* _Work instruction_: Retype all the records with nothing changed.

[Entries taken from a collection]
/// Metric names a `#[transaction]` reports under.
#[derive(Copy, Clone, Debug)]
pub struct TransactionLabels {
    pub success: &'static str,
    pub error: &'static str,
    pub latency: &'static str,
}

#[macro_export]
macro_rules! generate_labels {
    ($base_name:ident) => {
        $crate::TransactionLabels {
            success: concat!(stringify!($base_name), "_success"),
            error: concat!(stringify!($base_name), "_error"),
            latency: concat!(stringify!($base_name), "_latency"),
        }
    };
}

#[cfg(test)]
mod tests {
    #[test]
    fn labels_from_ident() {
        let labels = generate_labels!(get_poster);
        assert_eq!(labels.success, "get_poster_success");
        assert_eq!(labels.error, "get_poster_error");
        assert_eq!(labels.latency, "get_poster_latency");
    }
}
mod utils;

use poster_load::{poster, set_target};
use stampede::prelude::*;
use utils::{init, short_stages};

#[tokio::test(flavor = "multi_thread")]
#[ntest::timeout(60_000)]
async fn connection_refused_is_recorded() {
    init();

    // Grab a free port and close it again so nothing is listening.
    let port = {
        let listener = tokio::net::TcpListener::bind("127.0.0.1:0").await.unwrap();
        listener.local_addr().unwrap().port()
    };
    set_target(&format!("http://127.0.0.1:{port}")).unwrap();

    let stats = poster().stages(short_stages()).await.unwrap();

    assert!(stats.error > 0);
    assert_eq!(stats.success, 0);
    assert_eq!(stats.interrupted, 0);
}
#[cfg(feature = "integration")]
mod utils;

#[cfg(feature = "integration")]
mod tests {
    use mock_service::Behavior;
    use poster_load::{options, poster, set_target};
    use stampede::prelude::*;
    use super::utils::init;
    use std::time::Duration;

    #[tokio::test(flavor = "multi_thread")]
    async fn full_poster_profile() {
        init();
        let service = mock_service::spawn(Behavior {
            delay: Duration::from_millis(50),
            ..Default::default()
        })
        .await
        .unwrap();
        set_target(&service.url()).unwrap();

        let stats = poster().options(options()).await.unwrap();

        assert_eq!(stats.max_vus, 10_000);
        assert_eq!(stats.success_rate(), 1.);
        assert!(stats.elapsed >= Duration::from_secs(5 * 60));
        assert_eq!(service.hits.poster(), stats.iterations);
    }
}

* _Result_:
/// Metric names a `#[transaction]` reports under.
#[derive(Copy, Clone, Debug)]
pub struct TransactionLabels {
    pub success: &'static str,
    pub error: &'static str,
    pub latency: &'static str,
}

#[macro_export]
macro_rules! generate_labels {
    ($base_name:ident) => {
        $crate::TransactionLabels {
            success: concat!(stringify!($base_name), "_success"),
            error: concat!(stringify!($base_name), "_error"),
            latency: concat!(stringify!($base_name), "_latency"),
        }
    };
}

#[cfg(test)]
mod tests {
    #[test]
    fn labels_from_ident() {
        let labels = generate_labels!(get_poster);
        assert_eq!(labels.success, "get_poster_success");
        assert_eq!(labels.error, "get_poster_error");
        assert_eq!(labels.latency, "get_poster_latency");
    }
}
mod utils;

use poster_load::{poster, set_target};
use stampede::prelude::*;
use utils::{init, short_stages};

#[tokio::test(flavor = "multi_thread")]
#[ntest::timeout(60_000)]
async fn connection_refused_is_recorded() {
    init();

    // Grab a free port and close it again so nothing is listening.
    let port = {
        let listener = tokio::net::TcpListener::bind("127.0.0.1:0").await.unwrap();
        listener.local_addr().unwrap().port()
    };
    set_target(&format!("http://127.0.0.1:{port}")).unwrap();

    let stats = poster().stages(short_stages()).await.unwrap();

    assert!(stats.error > 0);
    assert_eq!(stats.success, 0);
    assert_eq!(stats.interrupted, 0);
}
#[cfg(feature = "integration")]
mod utils;

#[cfg(feature = "integration")]
mod tests {
    use mock_service::Behavior;
    use poster_load::{options, poster, set_target};
    use stampede::prelude::*;
    use super::utils::init;
    use std::time::Duration;

    #[tokio::test(flavor = "multi_thread")]
    async fn full_poster_profile() {
        init();
        let service = mock_service::spawn(Behavior {
            delay: Duration::from_millis(50),
            ..Default::default()
        })
        .await
        .unwrap();
        set_target(&service.url()).unwrap();

        let stats = poster().options(options()).await.unwrap();

        assert_eq!(stats.max_vus, 10_000);
        assert_eq!(stats.success_rate(), 1.);
        assert!(stats.elapsed >= Duration::from_secs(5 * 60));
        assert_eq!(service.hits.poster(), stats.iterations);
    }
}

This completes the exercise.